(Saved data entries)

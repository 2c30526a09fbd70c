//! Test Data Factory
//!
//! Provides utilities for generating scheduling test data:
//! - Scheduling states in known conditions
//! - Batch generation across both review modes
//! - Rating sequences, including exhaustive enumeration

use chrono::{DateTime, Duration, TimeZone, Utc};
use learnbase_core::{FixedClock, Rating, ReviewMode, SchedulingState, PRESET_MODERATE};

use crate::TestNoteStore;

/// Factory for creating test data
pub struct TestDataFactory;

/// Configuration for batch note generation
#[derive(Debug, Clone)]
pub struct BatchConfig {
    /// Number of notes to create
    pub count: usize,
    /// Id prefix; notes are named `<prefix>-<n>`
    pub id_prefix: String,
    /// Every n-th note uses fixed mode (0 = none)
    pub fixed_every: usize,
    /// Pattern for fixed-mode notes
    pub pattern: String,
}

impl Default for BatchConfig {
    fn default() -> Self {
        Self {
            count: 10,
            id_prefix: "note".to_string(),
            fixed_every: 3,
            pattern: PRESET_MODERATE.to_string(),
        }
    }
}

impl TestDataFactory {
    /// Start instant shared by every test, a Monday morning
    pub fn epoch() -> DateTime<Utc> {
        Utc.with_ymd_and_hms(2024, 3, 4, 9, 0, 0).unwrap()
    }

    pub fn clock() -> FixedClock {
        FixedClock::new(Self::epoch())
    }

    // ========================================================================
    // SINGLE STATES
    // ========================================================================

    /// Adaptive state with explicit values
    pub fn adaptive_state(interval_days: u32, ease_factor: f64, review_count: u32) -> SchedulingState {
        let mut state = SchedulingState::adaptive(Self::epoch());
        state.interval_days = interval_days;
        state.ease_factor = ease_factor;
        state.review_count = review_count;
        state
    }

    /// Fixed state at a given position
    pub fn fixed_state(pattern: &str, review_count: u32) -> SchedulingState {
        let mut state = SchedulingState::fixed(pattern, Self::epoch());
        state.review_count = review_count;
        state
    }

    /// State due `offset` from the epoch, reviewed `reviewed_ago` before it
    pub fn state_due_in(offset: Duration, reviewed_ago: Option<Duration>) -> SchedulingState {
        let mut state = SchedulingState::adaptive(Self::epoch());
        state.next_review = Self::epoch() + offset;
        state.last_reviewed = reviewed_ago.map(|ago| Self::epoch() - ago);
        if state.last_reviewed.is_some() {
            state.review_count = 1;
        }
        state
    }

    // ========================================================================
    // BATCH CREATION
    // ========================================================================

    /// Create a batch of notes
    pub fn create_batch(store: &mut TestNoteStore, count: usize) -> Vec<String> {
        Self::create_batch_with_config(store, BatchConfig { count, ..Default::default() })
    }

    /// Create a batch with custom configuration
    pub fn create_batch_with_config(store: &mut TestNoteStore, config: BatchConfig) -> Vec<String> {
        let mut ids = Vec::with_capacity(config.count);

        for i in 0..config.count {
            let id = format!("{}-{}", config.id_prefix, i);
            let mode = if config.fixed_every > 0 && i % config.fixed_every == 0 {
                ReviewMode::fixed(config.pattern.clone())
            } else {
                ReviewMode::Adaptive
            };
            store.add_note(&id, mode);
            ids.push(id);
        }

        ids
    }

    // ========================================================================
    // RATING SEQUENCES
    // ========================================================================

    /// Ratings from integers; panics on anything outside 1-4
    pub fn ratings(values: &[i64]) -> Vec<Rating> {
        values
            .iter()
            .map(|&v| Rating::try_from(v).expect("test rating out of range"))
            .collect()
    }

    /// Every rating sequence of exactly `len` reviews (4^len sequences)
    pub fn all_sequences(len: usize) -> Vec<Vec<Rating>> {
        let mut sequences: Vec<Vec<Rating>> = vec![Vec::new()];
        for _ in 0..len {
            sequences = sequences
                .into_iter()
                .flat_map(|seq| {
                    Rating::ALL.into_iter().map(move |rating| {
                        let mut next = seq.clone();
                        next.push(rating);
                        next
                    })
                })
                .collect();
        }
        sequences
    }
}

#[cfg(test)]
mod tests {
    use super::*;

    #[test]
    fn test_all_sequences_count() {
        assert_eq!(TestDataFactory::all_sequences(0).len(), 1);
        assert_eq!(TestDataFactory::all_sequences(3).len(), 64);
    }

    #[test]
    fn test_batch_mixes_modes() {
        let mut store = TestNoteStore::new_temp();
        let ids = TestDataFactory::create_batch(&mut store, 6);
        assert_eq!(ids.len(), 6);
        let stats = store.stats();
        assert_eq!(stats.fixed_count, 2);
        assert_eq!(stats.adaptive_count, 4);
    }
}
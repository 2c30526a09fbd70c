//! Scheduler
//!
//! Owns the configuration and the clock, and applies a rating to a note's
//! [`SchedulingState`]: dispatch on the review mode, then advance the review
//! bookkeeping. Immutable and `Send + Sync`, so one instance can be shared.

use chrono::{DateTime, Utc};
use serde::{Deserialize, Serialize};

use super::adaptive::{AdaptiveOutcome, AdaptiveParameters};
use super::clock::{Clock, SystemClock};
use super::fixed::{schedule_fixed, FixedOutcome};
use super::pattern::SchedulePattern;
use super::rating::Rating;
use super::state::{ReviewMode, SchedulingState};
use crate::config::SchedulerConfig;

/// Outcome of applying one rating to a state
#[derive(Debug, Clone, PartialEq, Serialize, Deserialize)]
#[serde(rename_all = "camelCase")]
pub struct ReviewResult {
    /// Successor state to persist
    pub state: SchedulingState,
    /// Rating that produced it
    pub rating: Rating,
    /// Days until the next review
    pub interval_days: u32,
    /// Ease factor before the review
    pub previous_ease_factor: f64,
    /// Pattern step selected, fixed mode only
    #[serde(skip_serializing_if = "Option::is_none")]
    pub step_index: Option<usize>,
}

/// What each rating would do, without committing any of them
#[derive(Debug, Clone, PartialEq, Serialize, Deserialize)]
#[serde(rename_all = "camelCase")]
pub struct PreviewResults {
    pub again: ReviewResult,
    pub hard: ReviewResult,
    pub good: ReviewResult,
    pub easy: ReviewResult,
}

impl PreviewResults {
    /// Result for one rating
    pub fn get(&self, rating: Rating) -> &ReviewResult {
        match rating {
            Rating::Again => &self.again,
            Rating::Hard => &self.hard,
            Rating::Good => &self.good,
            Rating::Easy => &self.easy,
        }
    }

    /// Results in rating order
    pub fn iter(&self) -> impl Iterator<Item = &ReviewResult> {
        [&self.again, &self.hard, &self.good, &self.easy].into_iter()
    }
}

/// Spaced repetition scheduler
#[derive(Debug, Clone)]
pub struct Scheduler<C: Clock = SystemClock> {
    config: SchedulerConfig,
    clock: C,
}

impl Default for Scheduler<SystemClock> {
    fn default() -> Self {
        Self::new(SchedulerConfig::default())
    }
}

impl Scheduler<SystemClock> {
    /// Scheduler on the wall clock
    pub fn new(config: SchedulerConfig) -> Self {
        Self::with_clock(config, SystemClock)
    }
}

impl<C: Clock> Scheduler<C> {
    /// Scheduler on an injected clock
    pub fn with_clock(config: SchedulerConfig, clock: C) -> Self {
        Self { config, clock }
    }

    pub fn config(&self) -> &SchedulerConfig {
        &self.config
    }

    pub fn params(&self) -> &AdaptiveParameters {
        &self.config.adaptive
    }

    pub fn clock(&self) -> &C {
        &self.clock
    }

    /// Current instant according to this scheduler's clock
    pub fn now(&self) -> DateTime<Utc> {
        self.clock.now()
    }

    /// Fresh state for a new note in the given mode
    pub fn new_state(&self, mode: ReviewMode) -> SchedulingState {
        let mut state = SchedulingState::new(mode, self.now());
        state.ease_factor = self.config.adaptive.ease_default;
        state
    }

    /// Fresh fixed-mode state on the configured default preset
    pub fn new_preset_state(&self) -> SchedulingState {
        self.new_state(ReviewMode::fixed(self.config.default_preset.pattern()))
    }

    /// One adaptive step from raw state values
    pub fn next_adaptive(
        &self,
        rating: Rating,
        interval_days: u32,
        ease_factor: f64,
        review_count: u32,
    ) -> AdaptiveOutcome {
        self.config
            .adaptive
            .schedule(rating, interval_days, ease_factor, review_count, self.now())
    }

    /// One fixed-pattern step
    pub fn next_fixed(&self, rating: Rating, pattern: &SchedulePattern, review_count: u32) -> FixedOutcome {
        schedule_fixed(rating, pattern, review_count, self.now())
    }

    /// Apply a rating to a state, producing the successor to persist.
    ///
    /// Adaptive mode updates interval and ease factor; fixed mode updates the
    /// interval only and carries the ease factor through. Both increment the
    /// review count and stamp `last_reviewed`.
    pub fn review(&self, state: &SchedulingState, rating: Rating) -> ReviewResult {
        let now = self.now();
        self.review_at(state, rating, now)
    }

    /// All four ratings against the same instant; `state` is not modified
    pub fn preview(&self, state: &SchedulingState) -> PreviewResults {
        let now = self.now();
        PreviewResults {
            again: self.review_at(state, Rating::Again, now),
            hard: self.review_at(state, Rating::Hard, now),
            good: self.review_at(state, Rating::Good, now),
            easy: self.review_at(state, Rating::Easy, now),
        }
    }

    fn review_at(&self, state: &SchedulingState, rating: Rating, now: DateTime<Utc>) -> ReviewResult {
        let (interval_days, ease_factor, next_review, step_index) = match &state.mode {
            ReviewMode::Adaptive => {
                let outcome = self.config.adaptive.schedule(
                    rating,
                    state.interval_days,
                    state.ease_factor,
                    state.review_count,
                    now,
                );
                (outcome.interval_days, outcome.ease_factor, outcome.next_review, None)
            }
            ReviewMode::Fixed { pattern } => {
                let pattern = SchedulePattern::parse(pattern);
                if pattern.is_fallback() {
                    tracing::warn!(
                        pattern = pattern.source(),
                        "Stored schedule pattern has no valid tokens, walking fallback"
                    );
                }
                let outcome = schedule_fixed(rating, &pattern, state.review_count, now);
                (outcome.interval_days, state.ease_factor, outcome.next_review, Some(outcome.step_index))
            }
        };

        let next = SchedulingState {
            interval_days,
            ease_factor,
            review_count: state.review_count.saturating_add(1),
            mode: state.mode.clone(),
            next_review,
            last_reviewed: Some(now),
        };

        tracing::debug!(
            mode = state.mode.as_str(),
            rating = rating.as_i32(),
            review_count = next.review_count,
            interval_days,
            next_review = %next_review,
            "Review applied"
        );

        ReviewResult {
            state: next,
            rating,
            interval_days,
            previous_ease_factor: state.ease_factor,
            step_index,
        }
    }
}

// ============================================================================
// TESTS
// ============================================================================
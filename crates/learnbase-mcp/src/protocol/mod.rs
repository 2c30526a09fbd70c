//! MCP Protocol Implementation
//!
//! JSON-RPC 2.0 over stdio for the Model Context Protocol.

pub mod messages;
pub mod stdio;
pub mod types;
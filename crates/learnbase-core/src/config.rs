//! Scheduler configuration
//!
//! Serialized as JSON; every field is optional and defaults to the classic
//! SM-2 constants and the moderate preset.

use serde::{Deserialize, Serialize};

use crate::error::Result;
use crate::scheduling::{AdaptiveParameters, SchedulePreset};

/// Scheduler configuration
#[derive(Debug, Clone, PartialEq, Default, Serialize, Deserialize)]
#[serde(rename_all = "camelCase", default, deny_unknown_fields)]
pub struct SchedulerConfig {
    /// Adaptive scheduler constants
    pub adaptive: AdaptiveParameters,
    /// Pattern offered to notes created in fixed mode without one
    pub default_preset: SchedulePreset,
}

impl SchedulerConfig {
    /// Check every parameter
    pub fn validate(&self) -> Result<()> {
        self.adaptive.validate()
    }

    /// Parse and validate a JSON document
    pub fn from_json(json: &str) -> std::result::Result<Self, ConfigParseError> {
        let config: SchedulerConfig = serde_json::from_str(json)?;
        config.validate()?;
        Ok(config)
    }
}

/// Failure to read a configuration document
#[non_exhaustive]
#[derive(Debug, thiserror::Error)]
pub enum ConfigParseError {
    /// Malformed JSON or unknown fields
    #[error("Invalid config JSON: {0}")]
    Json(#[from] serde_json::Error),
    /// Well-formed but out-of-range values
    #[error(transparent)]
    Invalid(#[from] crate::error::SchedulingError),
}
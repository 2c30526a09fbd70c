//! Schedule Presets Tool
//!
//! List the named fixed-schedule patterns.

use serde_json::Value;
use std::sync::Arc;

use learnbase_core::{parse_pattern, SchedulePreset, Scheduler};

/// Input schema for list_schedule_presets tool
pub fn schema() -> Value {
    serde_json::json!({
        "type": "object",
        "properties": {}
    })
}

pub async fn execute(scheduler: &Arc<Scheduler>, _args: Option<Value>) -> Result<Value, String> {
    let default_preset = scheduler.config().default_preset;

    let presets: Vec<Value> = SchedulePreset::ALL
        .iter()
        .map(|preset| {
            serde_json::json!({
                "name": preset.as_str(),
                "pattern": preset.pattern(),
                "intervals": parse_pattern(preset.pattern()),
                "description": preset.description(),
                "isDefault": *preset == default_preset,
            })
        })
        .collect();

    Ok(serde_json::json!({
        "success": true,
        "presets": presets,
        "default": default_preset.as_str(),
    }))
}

Exercise description —
For the word "ConfigParseError", count the lines of the data that contain it and report only the total.

Answer box —
2